The identification and measurement of the transverse momentum in the ALICE installation is carried out by the TPC projection camera. The fixed target will be located at a distance of 480 cm from the IP. The geometry of the TPC and the beam tube limits the range of possible angles from 5 to 28 degrees.
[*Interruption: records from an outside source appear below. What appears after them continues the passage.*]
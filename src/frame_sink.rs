//! The boundary to the (out of scope) MAC layer: a single "send this frame
//! as a broadcast" call, matching
//! `sixlowpan_mac_send_ieee802154_frame(0, NULL, 8, ...)` in the original
//! source. A real 6LoWPAN/802.15.4 stack, or the simulation harness in
//! `tests/simulation_e2e.rs`, implements this trait; the protocol engines
//! never talk to a socket directly.

use anyhow::Result;

#[cfg_attr(test, mockall::automock)]
pub trait FrameSink: Send + Sync {
    fn send_broadcast(&self, payload: &[u8]) -> Result<()>;
}
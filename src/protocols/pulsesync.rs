//! PulseSync: fixed root, rapid flooding via randomized per-hop retransmit
//! delay instead of periodic beaconing from every node.
//!
//! Grounded on `examples/original_source/sys/net/clocksync/pulsesync/pulsesync.c`.

use std::sync::atomic::{AtomicBool, Ordering};
use std::sync::{Arc, Mutex, RwLock};
use std::time::Duration;

use log::{info, warn};
use rand::Rng;

use crate::beacon::{DispatchMarker, TreeBeacon};
use crate::config::PulseSyncConfig;
use crate::error::CodecError;
use crate::estimator::linear_regression;
use crate::frame_sink::FrameSink;
use crate::gtimer::{LogicalClock, TimeVal};
use crate::hardware_clock::HardwareClock;
use crate::root_election::PREFERRED_ROOT;
use crate::status::SyncStatus;
use crate::sync_table::SyncTable;

struct Inner {
    table: SyncTable,
    root_id: u16,
    seq: u16,
}

pub struct PulseSyncEngine<H: HardwareClock> {
    node_id: u16,
    clock: Arc<LogicalClock<H>>,
    sink: Arc<dyn FrameSink>,
    config: Mutex<PulseSyncConfig>,
    inner: Mutex<Inner>,
    status: Arc<RwLock<SyncStatus>>,
    paused: AtomicBool,
}

impl<H: HardwareClock> PulseSyncEngine<H> {
    pub fn new(
        node_id: u16,
        clock: Arc<LogicalClock<H>>,
        sink: Arc<dyn FrameSink>,
        config: PulseSyncConfig,
        status: Arc<RwLock<SyncStatus>>,
    ) -> Arc<Self> {
        Arc::new(PulseSyncEngine {
            node_id,
            clock,
            sink,
            config: Mutex::new(config),
            inner: Mutex::new(Inner { table: SyncTable::new(), root_id: PREFERRED_ROOT, seq: 0 }),
            status,
            paused: AtomicBool::new(true),
        })
    }

    pub fn pause(&self) {
        self.paused.store(true, Ordering::SeqCst);
    }

    pub fn resume(&self) {
        let mut inner = self.inner.lock().unwrap();
        inner.table.clear();
        inner.root_id = PREFERRED_ROOT;
        inner.seq = 0;
        self.paused.store(false, Ordering::SeqCst);
    }

    pub fn set_beacon_delay(&self, secs: u64) {
        self.config.lock().unwrap().beacon_interval_secs = secs;
    }

    pub fn beacon_interval(&self) -> Duration {
        Duration::from_secs(self.config.lock().unwrap().beacon_interval_secs)
    }

    pub fn is_synced(&self) -> bool {
        let inner = self.inner.lock().unwrap();
        let cfg = self.config.lock().unwrap();
        inner.table.len() >= cfg.entry_valid_limit || self.is_root()
    }

    pub fn is_root(&self) -> bool {
        self.node_id == PREFERRED_ROOT
    }

    fn publish_status(&self, inner: &Inner, offset_us: i64) {
        let mut status = self.status.write().unwrap();
        status.is_synced = inner.table.len() >= 4 || self.is_root();
        status.root_id = Some(inner.root_id);
        status.table_entries = inner.table.len();
        status.last_offset_us = offset_us;
        status.relative_rate_ppm = self.clock.relative_rate() * 1_000_000.0;
        status.updated_local_us = self.clock.now().local;
    }

    /// The root's own periodic beacon; non-root nodes never call this —
    /// they flood on receipt instead (see [`Self::mac_read`]).
    pub fn tick(&self, transmission_delay_us: u64) {
        if self.paused.load(Ordering::SeqCst) || !self.is_root() {
            return;
        }
        let mut inner = self.inner.lock().unwrap();
        inner.seq += 1;
        self.send_beacon(&inner, transmission_delay_us);
        self.publish_status(&inner, 0);
    }

    fn send_beacon(&self, inner: &Inner, transmission_delay_us: u64) {
        let now = self.clock.now();
        let beacon = TreeBeacon {
            id: self.node_id,
            root: inner.root_id,
            seq_number: inner.seq,
            global: now.global + transmission_delay_us as i64,
        };
        let mut buf = Vec::with_capacity(crate::beacon::TREE_BEACON_LEN);
        beacon.encode(DispatchMarker::PulseSync, &mut buf);
        if let Err(e) = self.sink.send_broadcast(&buf) {
            warn!("pulsesync[{}]: failed to send beacon: {e}", self.node_id);
        }
    }

    /// Returns `Some(delay)` when the node should schedule its own
    /// retransmission after `delay`, matching the random propagation delay
    /// in the source (`1000 + rand() % jitter` microseconds).
    pub fn mac_read(&self, payload: &[u8], toa: TimeVal) -> Result<Option<Duration>, CodecError> {
        if self.paused.load(Ordering::SeqCst) || self.is_root() {
            return Ok(None);
        }
        let beacon = TreeBeacon::decode(payload)?;

        let mut inner = self.inner.lock().unwrap();
        if inner.root_id != beacon.root || beacon.seq_number <= inner.seq {
            return Ok(None);
        }
        inner.seq = beacon.seq_number;

        let currently_synced = inner.table.len() >= self.config.lock().unwrap().entry_valid_limit;
        let outcome = inner.table.insert(toa.local, beacon.global, toa.global, currently_synced);

        let fit = linear_regression(inner.table.iter());
        let est_global = fit.offset.wrapping_add((toa.local as f64 * fit.rate) as i64);
        let offset_global = est_global.wrapping_sub(toa.global);

        let cfg = self.config.lock().unwrap();
        let sane_limit = if currently_synced { cfg.sane_offset_synced_us } else { cfg.sane_offset_unsynced_us };
        if offset_global.unsigned_abs() > sane_limit as u64 {
            warn!(
                "pulsesync[{}]: rejecting insane offset {offset_global}us (limit {sane_limit}us)",
                self.node_id
            );
            inner.table.clear();
            self.publish_status(&inner, offset_global);
            return Ok(None);
        }

        self.clock.set_global_offset(offset_global);
        if outcome.table_entries >= cfg.rate_calc_threshold {
            self.clock.set_relative_rate(fit.rate - 1.0);
        }
        info!(
            "pulsesync[{}]: flooding beacon seq={}, table_entries={}",
            self.node_id, beacon.seq_number, outcome.table_entries
        );
        self.publish_status(&inner, offset_global);

        let delay_us = 1_000 + rand::rng().random_range(0..cfg.propagation_delay_jitter_us.max(1));
        Ok(Some(Duration::from_micros(delay_us)))
    }

    /// Fired by the node after the random propagation delay returned from
    /// [`Self::mac_read`] elapses: relay the flood onward.
    pub fn send_relay(&self, transmission_delay_us: u64) {
        let inner = self.inner.lock().unwrap();
        self.send_beacon(&inner, transmission_delay_us);
    }
}

#[cfg(test)]
mod tests {
    use super::*;
    use crate::frame_sink::MockFrameSink;
    use crate::hardware_clock::MockHardwareClock;

    fn engine(node_id: u16) -> Arc<PulseSyncEngine<MockHardwareClock>> {
        let mut hw = MockHardwareClock::new();
        hw.expect_now_us().returning(|| 0);
        let clock = LogicalClock::new(hw);
        let mut sink = MockFrameSink::new();
        sink.expect_send_broadcast().returning(|_| Ok(()));
        PulseSyncEngine::new(
            node_id,
            clock,
            Arc::new(sink),
            PulseSyncConfig::default(),
            Arc::new(RwLock::new(SyncStatus::default())),
        )
    }

    #[test]
    fn root_never_accepts_beacons() {
        let engine = engine(PREFERRED_ROOT);
        engine.resume();
        let mut buf = Vec::new();
        TreeBeacon { id: 2, root: 1, seq_number: 5, global: 1_000 }
            .encode(DispatchMarker::PulseSync, &mut buf);
        let result = engine.mac_read(&buf, TimeVal { local: 0, global: 0, rate: 0.0 }).unwrap();
        assert!(result.is_none());
    }

    #[test]
    fn non_root_floods_with_random_delay_on_new_seq() {
        let engine = engine(2);
        engine.resume();
        let mut buf = Vec::new();
        TreeBeacon { id: 1, root: 1, seq_number: 1, global: 1_000 }
            .encode(DispatchMarker::PulseSync, &mut buf);
        let delay = engine.mac_read(&buf, TimeVal { local: 0, global: 0, rate: 0.0 }).unwrap();
        assert!(delay.is_some());
        assert!(delay.unwrap() >= Duration::from_micros(1_000));
    }

    #[test]
    fn duplicate_sequence_is_dropped() {
        let engine = engine(2);
        engine.resume();
        let mut buf = Vec::new();
        TreeBeacon { id: 1, root: 1, seq_number: 1, global: 1_000 }
            .encode(DispatchMarker::PulseSync, &mut buf);
        engine.mac_read(&buf, TimeVal { local: 0, global: 0, rate: 0.0 }).unwrap();
        let second = engine.mac_read(&buf, TimeVal { local: 1, global: 1, rate: 0.0 }).unwrap();
        assert!(second.is_none());
    }

    #[test]
    fn insane_offset_clears_table() {
        let engine = engine(5);
        engine.resume();
        // Bring the node to a synced state first, so the tight 1s sanity
        // limit (rather than the 1-year unsynced one) applies.
        for i in 0..5u16 {
            let mut buf = Vec::new();
            TreeBeacon { id: 1, root: 1, seq_number: i + 1, global: (i as i64) * 1_000_000 }
                .encode(DispatchMarker::PulseSync, &mut buf);
            let toa = TimeVal { local: (i as u64) * 1_000_000, global: (i as i64) * 1_000_000, rate: 0.0 };
            engine.mac_read(&buf, toa).unwrap();
        }
        assert!(engine.is_synced());

        let mut buf = Vec::new();
        TreeBeacon { id: 1, root: 1, seq_number: 6, global: 5_000_000_000 }
            .encode(DispatchMarker::PulseSync, &mut buf);
        let result = engine.mac_read(&buf, TimeVal { local: 5_000_000, global: 5_000_000, rate: 0.0 }).unwrap();
        assert!(result.is_none());
        assert_eq!(engine.inner.lock().unwrap().table.len(), 0);
    }
}
pub mod ftsp;
pub mod gtsp;
pub mod pulsesync;
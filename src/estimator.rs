//! Numeric cores shared by the protocol engines: the least-squares
//! regression used by FTSP/PulseSync, and the moving-average gradient
//! rate calculation used by GTSP.
//!
//! Grounded on `linear_regression()` in
//! `examples/original_source/sys/net/clocksync/pulsesync/pulsesync.c` and
//! `gtsp_compute_rate()` in
//! `examples/original_source/sys/net/clocksync/gtsp/gtsp.c`.

use crate::gtsp_table::GtspTable;

pub const GTSP_MOVING_ALPHA: f64 = 0.9;
pub const GTSP_RATE_CLAMP: f64 = 0.00005;

/// Result of a regression pass: `global ≈ rate * local + offset`.
#[derive(Debug, Clone, Copy, PartialEq)]
pub struct Regression {
    pub rate: f64,
    pub offset: i64,
}

/// Least-squares fit of `global` on `local` over the table's entries.
///
/// Sums are taken relative to the first entry to avoid overflowing i64 when
/// raw timestamps are large; entries live within a 20-minute window so the
/// relative values stay small.
pub fn linear_regression(entries: impl Iterator<Item = (u64, i64)>) -> Regression {
    let entries: Vec<(u64, i64)> = entries.collect();
    if entries.is_empty() {
        return Regression { rate: 1.0, offset: 0 };
    }

    let (ref_local, ref_global) = entries[0];
    let n = entries.len() as f64;

    let mut sum_local = 0i64;
    let mut sum_global = 0i64;
    let mut sum_local_sq = 0i64;
    let mut covariance = 0i64;

    // A beacon with a wildly out-of-range global timestamp (caught by the
    // sane-offset check only after this fit runs) can overflow these sums;
    // the original source has the same unresolved problem (see its
    // "TODO: fix overflow problem in offset calculation"), so this wraps
    // rather than panics, producing a fit the sanity check then rejects.
    for (local, global) in &entries {
        let l = (*local as i64).wrapping_sub(ref_local as i64);
        let g = global.wrapping_sub(ref_global);
        sum_local = sum_local.wrapping_add(l);
        sum_global = sum_global.wrapping_add(g);
        sum_local_sq = sum_local_sq.wrapping_add(l.wrapping_mul(l));
        covariance = covariance.wrapping_add(l.wrapping_mul(g));
    }

    let rate = if entries.len() > 1 {
        let num = covariance as f64 - (sum_local as f64 * sum_global as f64) / n;
        let den = sum_local_sq as f64 - (sum_local as f64 * sum_local as f64) / n;
        if den.abs() < f64::EPSILON { 1.0 } else { num / den }
    } else {
        1.0
    };

    let rel_offset = (sum_global as f64 - rate * sum_local as f64) / n;
    // undo the reference shift: global = rate*local + offset, with local, global
    // both shifted by (ref_local, ref_global); offset relative to the true origin:
    let offset = ref_global.wrapping_add(rel_offset as i64).wrapping_sub((rate * ref_local as f64) as i64);

    Regression { rate, offset }
}

/// GTSP rate averaging across the neighbor table, clamped to ±[`GTSP_RATE_CLAMP`].
pub fn gtsp_average_rate(own_rate: f64, neighbors: &GtspTable) -> f64 {
    let mut sum = own_rate;
    for sp in neighbors.iter() {
        sum += sp.relative_rate;
    }
    let avg = sum / (neighbors.len() as f64 + 1.0);
    avg.clamp(-GTSP_RATE_CLAMP, GTSP_RATE_CLAMP)
}

/// GTSP offset correction: average the offsets of neighbors that are ahead,
/// or only slightly behind (within `jump_threshold`), and apply the average
/// as a small pull — unless a discrete jump already happened this round.
pub fn gtsp_average_offset(neighbors: &GtspTable, jump_threshold: i64, already_jumped: bool) -> Option<i64> {
    if already_jumped {
        return None;
    }
    let mut sum = 0i64;
    let mut count = 0i64;
    for sp in neighbors.iter() {
        let offset = sp.remote_global - sp.local_global;
        if offset > 0 || offset.abs() < jump_threshold {
            sum += offset;
            count += 1;
        }
    }
    if count == 0 {
        return None;
    }
    let correction = (sum as f64 / (count + 1) as f64).ceil() as i64;
    if correction.abs() < jump_threshold {
        Some(correction)
    } else {
        None
    }
}

#[cfg(test)]
mod tests {
    use super::*;

    #[test]
    fn regression_recovers_exact_line() {
        // global = 2*local + 1000
        let points = vec![(0u64, 1000i64), (100, 1200), (200, 1400), (300, 1600)];
        let fit = linear_regression(points.into_iter());
        assert!((fit.rate - 2.0).abs() < 1e-6);
        assert!((fit.offset - 1000).abs() <= 1);
    }

    #[test]
    fn single_entry_assumes_unit_rate() {
        let fit = linear_regression(std::iter::once((500u64, 600i64)));
        assert_eq!(fit.rate, 1.0);
        assert_eq!(fit.offset, 100); // global = local + offset => 600 = 500 + 100
    }

    #[test]
    fn empty_table_is_neutral() {
        let fit = linear_regression(std::iter::empty());
        assert_eq!(fit.rate, 1.0);
        assert_eq!(fit.offset, 0);
    }

    #[test]
    fn gtsp_rate_is_clamped() {
        let mut table = GtspTable::new();
        table.allocate(1).relative_rate = 10.0; // absurd, must be clamped
        let rate = gtsp_average_rate(0.0, &table);
        assert!(rate <= GTSP_RATE_CLAMP);
    }

    #[test]
    fn gtsp_offset_ignored_after_jump() {
        let mut table = GtspTable::new();
        let sp = table.allocate(1);
        sp.remote_global = 10_000;
        sp.local_global = 0;
        assert!(gtsp_average_offset(&table, 10, true).is_none());
    }
}
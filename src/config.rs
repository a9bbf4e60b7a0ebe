//! Typed, serde-backed configuration, one section per protocol plus
//! transceiver calibration. Mirrors the defaults in
//! `examples/original_source/sys/net/clocksync/{ftsp,gtsp,pulsesync}/*.c`.

use serde::{Deserialize, Serialize};

#[derive(Debug, Clone, Default, Serialize, Deserialize)]
pub struct SystemConfig {
    pub ftsp: FtspConfig,
    pub gtsp: GtspConfig,
    pub pulsesync: PulseSyncConfig,
    pub transceiver: TransceiverConfig,
}

#[derive(Debug, Clone, Serialize, Deserialize)]
pub struct FtspConfig {
    pub beacon_interval_secs: u64,
    pub max_sync_point_age_us: u64,
    pub rate_calc_threshold: usize,
    pub entry_valid_limit: usize,
    pub entry_send_limit: usize,
    pub entry_throwout_limit_us: i64,
    pub sane_offset_synced_us: i64,
    pub sane_offset_unsynced_us: i64,
}

#[derive(Debug, Clone, Serialize, Deserialize)]
pub struct GtspConfig {
    pub beacon_interval_secs: u64,
    pub jump_threshold_us: i64,
    pub moving_alpha: f64,
    pub rate_clamp: f64,
}

#[derive(Debug, Clone, Serialize, Deserialize)]
pub struct PulseSyncConfig {
    pub beacon_interval_secs: u64,
    pub max_sync_point_age_us: u64,
    pub rate_calc_threshold: usize,
    pub entry_valid_limit: usize,
    pub entry_send_limit: usize,
    pub entry_throwout_limit_us: i64,
    pub sane_offset_synced_us: i64,
    pub sane_offset_unsynced_us: i64,
    pub propagation_delay_lower_us: u64,
    pub propagation_delay_jitter_us: u64,
}

#[derive(Debug, Clone, Serialize, Deserialize)]
pub struct TransceiverConfig {
    pub transmission_delay_us: u64,
}

impl Default for FtspConfig {
    fn default() -> Self {
        FtspConfig {
            beacon_interval_secs: 30,
            max_sync_point_age_us: crate::sync_table::MAX_SYNC_POINT_AGE_US,
            rate_calc_threshold: 3,
            entry_valid_limit: 4,
            entry_send_limit: 3,
            entry_throwout_limit_us: crate::sync_table::ENTRY_THROWOUT_LIMIT_US,
            sane_offset_synced_us: 1_000_000,
            sane_offset_unsynced_us: 365 * 24 * 3_600 * 1_000_000,
        }
    }
}

impl Default for GtspConfig {
    fn default() -> Self {
        GtspConfig {
            beacon_interval_secs: 10,
            jump_threshold_us: 10,
            moving_alpha: crate::estimator::GTSP_MOVING_ALPHA,
            rate_clamp: crate::estimator::GTSP_RATE_CLAMP,
        }
    }
}

impl Default for PulseSyncConfig {
    fn default() -> Self {
        PulseSyncConfig {
            beacon_interval_secs: 10,
            max_sync_point_age_us: crate::sync_table::MAX_SYNC_POINT_AGE_US,
            rate_calc_threshold: 3,
            entry_valid_limit: 4,
            entry_send_limit: 3,
            entry_throwout_limit_us: crate::sync_table::ENTRY_THROWOUT_LIMIT_US,
            sane_offset_synced_us: 1_000_000,
            sane_offset_unsynced_us: 365 * 24 * 3_600 * 1_000_000,
            propagation_delay_lower_us: 1_000,
            propagation_delay_jitter_us: 10_000,
        }
    }
}

impl Default for TransceiverConfig {
    fn default() -> Self {
        // PULSESYNC_CALIBRATION_OFFSET for the native/simulation transceiver.
        TransceiverConfig { transmission_delay_us: 1_500 }
    }
}

/// Load config from a JSON file, falling back to defaults (with a logged
/// warning) on any parse error rather than aborting.
pub fn load(path: Option<&std::path::Path>) -> SystemConfig {
    let Some(path) = path else { return SystemConfig::default() };
    match std::fs::read_to_string(path) {
        Ok(contents) => match serde_json::from_str(&contents) {
            Ok(cfg) => cfg,
            Err(e) => {
                log::warn!("failed to parse config file {}: {e}; using defaults", path.display());
                SystemConfig::default()
            }
        },
        Err(e) => {
            log::warn!("failed to read config file {}: {e}; using defaults", path.display());
            SystemConfig::default()
        }
    }
}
Figure 2 and Figure 3 show the corresponding intervals of pseudorapidity for x = 1 and x = 2. The required transverse momentum ranges of 3 - 20 GeV are available for TPC measurements [14].

Figure 4 shows the dependence of the transverse momentum on the pseudorapidity in the laboratory system.

When analysing the measured cross sections for the production of antiprotons, the parameters x and z must satisfy the following relation:

$x=\frac{z\cdot E\cdot E_d\cdot \left(1-\cos \left(\theta \right)\right)-M^2}{\left(z\cdot E-E_d\right)m}$ (4)

where E is the beam energy, E_d is the antiproton energy, M is the antiproton mass, m is the nucleon mass andθ is the production angle.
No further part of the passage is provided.